В этой непривычной для меня социальной пестроте я прибился к старшему машинисту сцены Очурову. Это был совершенно театральный человек не из Тургенева, а прямиком из Островского. И голос, и речь, и жесты — все было откуда-то из глубин сцены, которую этот машинист вращал. Удалось ему повернуть и ту сцену, на которой мы с ним вначале столь неблагополучно выступили.
Этим утром мы работали в паре. Сценой было поле с нескончаемыми рядами свеклы и сопутствующего ей сорняка. Завязкой к драме послужило предложение Очурова. Он будет немилосердно скашивать и свеклу, и сорняк, а я буду идти следом и втыкать свеклу в землю. Машинист был старше меня на десять лет, величественен и велеречив, и я согласился. Да и что было мне делать? Высокий Очуров уже шагал впереди, каждым взмахом тяпки уравнивая сорняк и культуру перед лицом неотвратимой гибели.

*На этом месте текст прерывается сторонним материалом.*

//! Application configuration
//!
//! Loaded once from YAML (`CONFIG_FILE`, default `config/config.yaml`) with
//! `KAITORI__SECTION__KEY` environment overrides, then validated into an
//! immutable value shared by every component.

use serde::{Deserialize, Serialize};
use std::env;
use std::path::{Path, PathBuf};
use std::time::Duration;

use crate::error::ConfigError;
use crate::models::catalog::Catalog;
use crate::models::records::SECS_PER_DAY;

const DEFAULT_CONFIG_FILE: &str = "config/config.yaml";
const ENV_CONFIG_FILE: &str = "CONFIG_FILE";
const ENV_PREFIX: &str = "KAITORI";

/// Top-level application configuration
#[derive(Debug, Clone, Deserialize, Serialize)]
pub struct AppConfig {
    pub scraper: ScraperConfig,
    pub app: AppSection,
    #[serde(default)]
    pub storage: StorageConfig,
}

/// Scraper and cycle configuration
#[derive(Debug, Clone, Deserialize, Serialize)]
pub struct ScraperConfig {
    /// Vendor pages, fetched in this order.
    pub kaitori_rudea_urls: Vec<String>,

    /// Reference official-price page (informational).
    pub apple_store_url: String,

    /// Per-fetch timeout in seconds.
    #[serde(default = "default_request_timeout")]
    pub request_timeout: u64,

    /// Attempts per URL, including the first.
    #[serde(default = "default_retry_count")]
    pub retry_count: u32,

    pub user_agent: String,

    #[serde(default = "default_max_concurrent_fetches")]
    pub max_concurrent_fetches: usize,

    #[serde(default = "default_retention_days")]
    pub retention_days: u32,

    #[serde(default = "default_product_line")]
    pub product_line: String,

    #[serde(default = "default_row_selector")]
    pub row_selector: String,

    #[serde(default = "default_model_selector")]
    pub model_selector: String,

    #[serde(default = "default_price_selector")]
    pub price_selector: String,

    #[serde(default = "default_color_tokens")]
    pub color_tokens: Vec<String>,

    #[serde(default = "default_retry_min_delay_ms")]
    pub retry_min_delay_ms: u64,

    #[serde(default = "default_retry_max_delay_ms")]
    pub retry_max_delay_ms: u64,

    /// Cycle-level timeout, off when absent.
    #[serde(default)]
    pub cycle_timeout_secs: Option<u64>,
}

#[derive(Debug, Clone, Deserialize, Serialize)]
pub struct AppSection {
    pub log_level: LogLevel,
}

#[derive(Debug, Clone, Copy, PartialEq, Eq, Deserialize, Serialize)]
#[serde(rename_all = "UPPERCASE")]
pub enum LogLevel {
    Debug,
    Info,
    Warning,
    Error,
    Critical,
}

impl LogLevel {
    /// Directive understood by `tracing_subscriber::EnvFilter`.
    pub fn as_filter(&self) -> &'static str {
        match self {
            LogLevel::Debug => "debug",
            LogLevel::Info => "info",
            LogLevel::Warning => "warn",
            LogLevel::Error | LogLevel::Critical => "error",
        }
    }
}

/// Object-store mirror configuration
#[derive(Debug, Clone, Deserialize, Serialize)]
pub struct StorageConfig {
    /// Mirror root directory; the mirror is disabled when absent.
    #[serde(default)]
    pub mirror_root: Option<PathBuf>,

    #[serde(default = "default_nearline_after_days")]
    pub nearline_after_days: u32,
}

impl Default for StorageConfig {
    fn default() -> Self {
        Self {
            mirror_root: None,
            nearline_after_days: default_nearline_after_days(),
        }
    }
}

// ── Defaults ─────────────────────────────────────────────────────────────────

fn default_request_timeout() -> u64 {
    30
}
fn default_retry_count() -> u32 {
    5
}
fn default_max_concurrent_fetches() -> usize {
    3
}
fn default_retention_days() -> u32 {
    14
}
fn default_product_line() -> String {
    "iPhone 16".to_string()
}
fn default_row_selector() -> String {
    ".tr".to_string()
}
fn default_model_selector() -> String {
    ".ttl h2".to_string()
}
fn default_price_selector() -> String {
    ".td.td2 .td2wrap".to_string()
}
fn default_retry_min_delay_ms() -> u64 {
    2_000
}
fn default_retry_max_delay_ms() -> u64 {
    30_000
}
fn default_nearline_after_days() -> u32 {
    7
}

pub fn default_color_tokens() -> Vec<String> {
    [
        "黒",
        "白",
        "桃",
        "緑",
        "青",
        "金",
        "灰",
        "Black Titanium",
        "White Titanium",
        "Natural Titanium",
        "Desert Titanium",
        "Black",
        "White",
        "Pink",
        "Teal",
        "Ultramarine",
        "Blue",
        "Green",
        "Gold",
        "Gray",
    ]
    .iter()
    .map(|s| s.to_string())
    .collect()
}

// ── Loader ───────────────────────────────────────────────────────────────────

impl AppConfig {
    /// Load from `CONFIG_FILE` (or the default path) plus environment overrides.
    pub fn load() -> Result<Self, ConfigError> {
        dotenvy::dotenv().ok();

        let path = env::var(ENV_CONFIG_FILE).unwrap_or_else(|_| DEFAULT_CONFIG_FILE.to_string());
        Self::load_from(Path::new(&path))
    }

    pub fn load_from(path: &Path) -> Result<Self, ConfigError> {
        let cfg = config::Config::builder()
            .add_source(config::File::from(path).format(config::FileFormat::Yaml))
            .add_source(
                config::Environment::with_prefix(ENV_PREFIX)
                    .prefix_separator("__")
                    .separator("__")
                    .try_parsing(true)
                    .list_separator(",")
                    .with_list_parse_key("scraper.kaitori_rudea_urls")
                    .with_list_parse_key("scraper.color_tokens"),
            )
            .build()?;

        let app_cfg: AppConfig = cfg.try_deserialize()?;
        app_cfg.validate()?;
        Ok(app_cfg)
    }

    /// Parse YAML text without environment overrides.
    pub fn from_yaml_str(yaml: &str) -> Result<Self, ConfigError> {
        let cfg = config::Config::builder()
            .add_source(config::File::from_str(yaml, config::FileFormat::Yaml))
            .build()?;

        let app_cfg: AppConfig = cfg.try_deserialize()?;
        app_cfg.validate()?;
        Ok(app_cfg)
    }

    pub fn validate(&self) -> Result<(), ConfigError> {
        let s = &self.scraper;

        if s.kaitori_rudea_urls.is_empty() {
            return Err(ConfigError::invalid(
                "scraper.kaitori_rudea_urls",
                "at least one vendor URL is required",
            ));
        }
        for raw in &s.kaitori_rudea_urls {
            url::Url::parse(raw).map_err(|e| {
                ConfigError::invalid("scraper.kaitori_rudea_urls", format!("'{}': {}", raw, e))
            })?;
        }
        if s.request_timeout == 0 {
            return Err(ConfigError::invalid("scraper.request_timeout", "must be >= 1"));
        }
        if s.retry_count == 0 {
            return Err(ConfigError::invalid("scraper.retry_count", "must be >= 1"));
        }
        if s.max_concurrent_fetches == 0 {
            return Err(ConfigError::invalid(
                "scraper.max_concurrent_fetches",
                "must be >= 1",
            ));
        }
        if s.retention_days == 0 {
            return Err(ConfigError::invalid("scraper.retention_days", "must be >= 1"));
        }
        if s.user_agent.trim().is_empty() {
            return Err(ConfigError::invalid("scraper.user_agent", "must not be empty"));
        }
        if s.product_line.trim().is_empty() {
            return Err(ConfigError::invalid("scraper.product_line", "must not be empty"));
        }
        if s.color_tokens.iter().all(|t| t.trim().is_empty()) {
            return Err(ConfigError::invalid(
                "scraper.color_tokens",
                "at least one color token is required",
            ));
        }
        if s.retry_min_delay_ms > s.retry_max_delay_ms {
            return Err(ConfigError::invalid(
                "scraper.retry_min_delay_ms",
                "must not exceed retry_max_delay_ms",
            ));
        }
        if s.cycle_timeout_secs == Some(0) {
            return Err(ConfigError::invalid("scraper.cycle_timeout_secs", "must be >= 1"));
        }

        Ok(())
    }

    pub fn catalog(&self) -> Catalog {
        Catalog::new(&self.scraper.product_line)
    }

    pub fn retention_window_secs(&self) -> i64 {
        i64::from(self.scraper.retention_days) * SECS_PER_DAY
    }
}

impl ScraperConfig {
    pub fn request_timeout(&self) -> Duration {
        Duration::from_secs(self.request_timeout)
    }
}

/// Environment variable enabling the in-server scheduled cycle.
pub const ENV_CYCLE_INTERVAL: &str = "PRICE_CYCLE_INTERVAL_SECS";

/// Process environment consumed by the binaries.
#[derive(Debug, Clone)]
pub struct RuntimeEnv {
    pub database_url: Option<String>,
    pub bucket_name: Option<String>,
    pub app_env: String,
    pub port: u16,
    /// Period of the scheduled cycle; `None` leaves it disabled.
    pub cycle_interval: Option<Duration>,
}

impl RuntimeEnv {
    pub fn from_env() -> Result<Self, ConfigError> {
        let port = match env::var("PORT") {
            Ok(raw) => raw
                .parse()
                .map_err(|_| ConfigError::invalid("PORT", format!("'{}' is not a port", raw)))?,
            Err(_) => 8000,
        };

        Ok(Self {
            database_url: env::var("DATABASE_URL").ok(),
            bucket_name: env::var("BUCKET_NAME").ok(),
            app_env: env::var("APP_ENV").unwrap_or_else(|_| "production".to_string()),
            port,
            cycle_interval: env::var(ENV_CYCLE_INTERVAL)
                .ok()
                .map(|raw| parse_cycle_interval(&raw))
                .transpose()?,
        })
    }

    pub fn require_database_url(&self) -> Result<&str, ConfigError> {
        self.database_url
            .as_deref()
            .ok_or(ConfigError::MissingEnv("DATABASE_URL"))
    }
}

/// Whole seconds, at least one.
pub fn parse_cycle_interval(raw: &str) -> Result<Duration, ConfigError> {
    match raw.trim().parse::<u64>() {
        Ok(secs) if secs > 0 => Ok(Duration::from_secs(secs)),
        _ => Err(ConfigError::invalid(
            ENV_CYCLE_INTERVAL,
            format!("'{}' is not a positive number of seconds", raw),
        )),
    }
}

Новое действующее лицо в виде учетчицы Ларисы появилось довольно скоро. Вредительство Очурова в сочетании с нашим «городским» бэкграундом вызвало бурю. Именно слово «городские», возможно, единственное из цензурных, чаще всего повторялось в ее крике.
И тут машинист принял гениальное решение, принял его так естественно, как будто только и ждал этого момента. Дождавшись паузы, он горько и громко произнес:
- Городские?
И через несколько секунд:
- Городские…. А нам c Жорой негры прохода не дают.
И я, и самая Лариса были заинтригованы.
- Городские?! Идем на танцы, а там — негры к девкам не подпускают. Вот тебе и городские.
- Негры? А как же девки? - заинтересовано спросила Лариса.
- С неграми! - воскликнул Очуров, поднимая руку к знойному, как в Африке, небу.
- С неграми! - возмутилась Лариса.
- С неграми, а мы чем хуже? Погляди на нас! Чем мы хуже?
Осклабилась Лариса. И очень скоро стала нашим другом. К прополке она нас разумно не допустила, найдя нам другое применение: закусывать с ней и, что называется «скалить зубы».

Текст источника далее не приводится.